Exercise description:
Every line of the following records that includes "bool" should be copied.

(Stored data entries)
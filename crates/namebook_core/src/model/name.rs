//! Name record domain model.
//!
//! # Responsibility
//! - Define the persisted `NameRecord` and the validated `NewName` input.
//! - Produce field-level validation errors for the API boundary.
//!
//! # Invariants
//! - `first_name` and `last_name` are never empty once wrapped in `NewName`.
//! - `id` and `created_at` are assigned by storage and never change.
//! - `updated_at` equals `created_at` because records are never edited.

use chrono::{DateTime, Utc};
use serde::{Deserialize, Serialize};
use std::error::Error;
use std::fmt::{Display, Formatter};

/// Server-assigned identifier, monotonic within one database.
pub type NameId = i64;

/// One stored first/last name entry.
#[derive(Debug, Clone, PartialEq, Eq, Serialize, Deserialize)]
pub struct NameRecord {
    pub id: NameId,
    pub first_name: String,
    pub last_name: String,
    /// Serialized as RFC 3339 UTC.
    pub created_at: DateTime<Utc>,
    pub updated_at: DateTime<Utc>,
}

impl NameRecord {
    /// Case-insensitive comparison against a first/last pair.
    ///
    /// Used for advisory duplicate checks; storage itself never rejects
    /// duplicates.
    pub fn matches_pair(&self, first_name: &str, last_name: &str) -> bool {
        self.first_name.to_lowercase() == first_name.to_lowercase()
            && self.last_name.to_lowercase() == last_name.to_lowercase()
    }
}

/// Input field of the create operation.
#[derive(Debug, Clone, Copy, PartialEq, Eq, PartialOrd, Ord, Hash)]
pub enum NameField {
    FirstName,
    LastName,
}

impl NameField {
    /// Wire key used in JSON bodies and error maps.
    pub fn as_str(self) -> &'static str {
        match self {
            Self::FirstName => "first_name",
            Self::LastName => "last_name",
        }
    }

    fn label(self) -> &'static str {
        match self {
            Self::FirstName => "first name",
            Self::LastName => "last name",
        }
    }
}

/// Why a single field was rejected.
#[derive(Debug, Clone, Copy, PartialEq, Eq)]
pub enum FieldIssueKind {
    /// Missing, null, or blank after trimming.
    Required,
    /// Present but not a string value.
    NotAString,
}

/// One rejected field with its reason.
#[derive(Debug, Clone, Copy, PartialEq, Eq)]
pub struct FieldIssue {
    pub field: NameField,
    pub kind: FieldIssueKind,
}

impl FieldIssue {
    pub fn required(field: NameField) -> Self {
        Self {
            field,
            kind: FieldIssueKind::Required,
        }
    }

    pub fn not_a_string(field: NameField) -> Self {
        Self {
            field,
            kind: FieldIssueKind::NotAString,
        }
    }

    /// Human-readable message, e.g. `The first name field is required.`
    pub fn message(&self) -> String {
        match self.kind {
            FieldIssueKind::Required => format!("The {} field is required.", self.field.label()),
            FieldIssueKind::NotAString => {
                format!("The {} field must be a string.", self.field.label())
            }
        }
    }
}

/// Validation failure for a create request; lists every failing field.
#[derive(Debug, Clone, PartialEq, Eq)]
pub struct NameValidationError {
    issues: Vec<FieldIssue>,
}

impl NameValidationError {
    /// Builds an error from collected issues, sorted by field.
    ///
    /// Returns `None` when `issues` is empty.
    pub fn from_issues(mut issues: Vec<FieldIssue>) -> Option<Self> {
        if issues.is_empty() {
            return None;
        }
        issues.sort_by_key(|issue| issue.field);
        Some(Self { issues })
    }

    pub fn issues(&self) -> &[FieldIssue] {
        &self.issues
    }

    pub fn fails(&self, field: NameField) -> bool {
        self.issues.iter().any(|issue| issue.field == field)
    }
}

impl Display for NameValidationError {
    fn fmt(&self, f: &mut Formatter<'_>) -> std::fmt::Result {
        let first = self.issues[0].message();
        match self.issues.len() {
            1 => write!(f, "{first}"),
            n => write!(f, "{first} (and {} more error)", n - 1),
        }
    }
}

impl Error for NameValidationError {}

/// Validated input for the create operation.
///
/// Both fields are trimmed and non-empty.
#[derive(Debug, Clone, PartialEq, Eq)]
pub struct NewName {
    first_name: String,
    last_name: String,
}

impl NewName {
    /// Trims and validates a first/last pair.
    ///
    /// # Errors
    /// - Returns `NameValidationError` naming each field that is blank.
    pub fn new(
        first_name: impl AsRef<str>,
        last_name: impl AsRef<str>,
    ) -> Result<Self, NameValidationError> {
        Self::from_optional(Some(first_name.as_ref()), Some(last_name.as_ref()))
    }

    /// Same as [`NewName::new`] but treats `None` as a missing field.
    pub fn from_optional(
        first_name: Option<&str>,
        last_name: Option<&str>,
    ) -> Result<Self, NameValidationError> {
        let first = first_name.map(str::trim).unwrap_or_default();
        let last = last_name.map(str::trim).unwrap_or_default();

        let mut issues = Vec::new();
        if first.is_empty() {
            issues.push(FieldIssue::required(NameField::FirstName));
        }
        if last.is_empty() {
            issues.push(FieldIssue::required(NameField::LastName));
        }
        if let Some(err) = NameValidationError::from_issues(issues) {
            return Err(err);
        }

        Ok(Self {
            first_name: first.to_string(),
            last_name: last.to_string(),
        })
    }

    pub fn first_name(&self) -> &str {
        &self.first_name
    }

    pub fn last_name(&self) -> &str {
        &self.last_name
    }
}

Task result:
    pub fn matches_pair(&self, first_name: &str, last_name: &str) -> bool {
    pub fn fails(&self, field: NameField) -> bool {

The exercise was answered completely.